A Rosita. Y a Pepe, por su paciencia.
Alzheimer. Qué palabra tan bella y qué enfermedad tan puta.
Pocas palabras tienen esa sonoridad, con una hache intercalada precedida de una zeta que quizá en otra vida fue ce. Pocas enfermedades se sufren así, con un dolor también intercalado, profundo y mudo como la hache, tan oscuro que más que propio parece ajeno.

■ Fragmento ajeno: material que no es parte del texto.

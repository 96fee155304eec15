use std::time::Duration;

use crate::models::{PlaylistEntry, PlaylistSummary};
use crate::queue::QueueSnapshot;

pub const QUEUE_DISPLAY_LIMIT: usize = 15;
pub const PLAYLIST_DISPLAY_LIMIT: usize = 25;

const UNKNOWN_DURATION: &str = "?:??";

/// `minutes:seconds`, or `?:??` when the length is unknown or zero (live streams).
pub fn format_duration(duration: Option<Duration>) -> String {
    match duration {
        Some(duration) if !duration.is_zero() => {
            let millis = duration.as_millis();
            let minutes = millis / 60_000;
            let seconds = (millis % 60_000) / 1000;

            format!("{minutes}:{seconds:02}")
        }
        _ => UNKNOWN_DURATION.to_string(),
    }
}

fn remainder_line(remaining: usize) -> Option<String> {
    (remaining > 0).then(|| format!("…and {remaining} more."))
}

/// One numbered line per shown track plus an "…and N more." trailer. Empty for an empty queue.
pub fn queue_lines(snapshot: &QueueSnapshot) -> Vec<String> {
    let mut lines: Vec<String> = snapshot
        .tracks
        .iter()
        .enumerate()
        .map(|(index, track)| format!("{}. {} [{}]", index + 1, track.title, format_duration(track.duration)))
        .collect();

    lines.extend(remainder_line(snapshot.remaining));

    lines
}

pub fn playlist_lines(entries: &[PlaylistEntry], limit: usize) -> Vec<String> {
    let mut lines: Vec<String> = entries
        .iter()
        .take(limit)
        .map(|entry| {
            format!(
                "{}. [{}]({}) [{}]",
                entry.position,
                entry.track.title,
                entry.track.play_ref,
                format_duration(entry.track.duration)
            )
        })
        .collect();

    lines.extend(remainder_line(entries.len().saturating_sub(limit)));

    lines
}

pub fn playlist_summary_lines(playlists: &[PlaylistSummary]) -> Vec<String> {
    playlists
        .iter()
        .map(|playlist| {
            let created_on = playlist.created_at.get(..10).unwrap_or(&playlist.created_at);
            format!("• **{}** (by <@{}>, {})", playlist.name, playlist.owner_id, created_on)
        })
        .collect()
}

Leí recientemente a Bárbara Blasco en su novela ‘Dicen los síntomas’ comparar el coma con el hecho de ser enterrado vivo. Unas vacaciones de uno mismo, decía, con la salvedad de que por más que quieras no puedes huir de tu propio cuerpo. Y creo que el Alzheimer, en cierta medida, tiene también algo de eso. Un yo prisionero dentro de ese mismo yo.
Dice Bárbara que sería terrible pensar que las leyes que rigen ahí dentro son en realidad las mismas que rigen aquí fuera. Que el comatoso fuera capaz de captar los estímulos, comprender lo que sucede fuera de él y razonar como si estuviera completamente sano, pero sin poder comunicarse de ninguna forma, sería completamente angustioso. Y me pregunto si no pasa lo mismo con una persona que sufre Alzheimer.
Fisiológicamente, el cuerpo de Rosita envejece, pero sus funciones vitales parecen haber rejuvenecido a marchas forzadas hasta el punto de tener la misma autonomía que un bebé. Es completamente dependiente para todas y cada una de las arduas tareas que nuestro organismo nos exige cada día con el empeño de seguir viviendo. Para todas excepto para respirar, parece que eso es lo único que todavía puede hacer por sí misma. Pero si el Alzheimer se pudiera acoger también a esa hipótesis que plantea Bárbara, si el cerebro de Rosita fuera capaz de procesar todo cuanto ocurre a su alrededor, aunque no pudiera pedir socorro… Me cuesta imaginar qué pasaría por su cabeza cada vez que se ve auxiliada, irremediablemente, en cada momento del día. A la hora de levantarse, para vestirse, para ir al baño, para comer, de nuevo para acostarse… Ella, que había sido capaz de ocultar que se había roto un dedo del pie contra el canto del sofá con tal de no dar faena. No sé qué pensaría al ver que todo el mundo la trata como a una niña. Le cantan canciones infantiles para comer, le hacen carantoñas al despertar, le ponen dibujos animados en la tele… Si quien hay ahí dentro es realmente una persona de casi noventa años, o bien todo esto le estará pareciendo surrealista o bien, simplemente, se ha resignado a dejarse llevar.
Hoy la encuentro quizá algo más espabilada que las últimas veces que la he visitado. Y aún así siento una profunda tristeza al verla. Siento una negra pena, una pena que duele, al ver a mi padre afrontar una rutina que, por más años que lleve instalada en esta casa, no deja de pesar como un manto de silencio que nadie es capaz de romper. Odio verla así. Odio tener que quedarme con este recuerdo de Rosita cuando ya no esté, pero al mismo tiempo caigo una y otra vez en la inevitable contradicción de ir a visitarla de vez en cuando, aun sabiendo que el panorama que encontraré al llegar nunca mejorará al de la última vez.
La miro tratando de dejar a un lado todos estos sentimientos y ofreciendo una sonrisa que no quiere salir, pero que lo hace con la única esperanza de llegar hasta esa Rosita presa de sí misma. La miro y en su cara intuyo una sonrisa, una leve mueca cómplice que me hace guardar la esperanza de creer que ahí dentro, detrás de esos ojos vacíos, más allá de ese mar de bruma blanca, sigue estando ella. Prisionera pero viva. Rosita.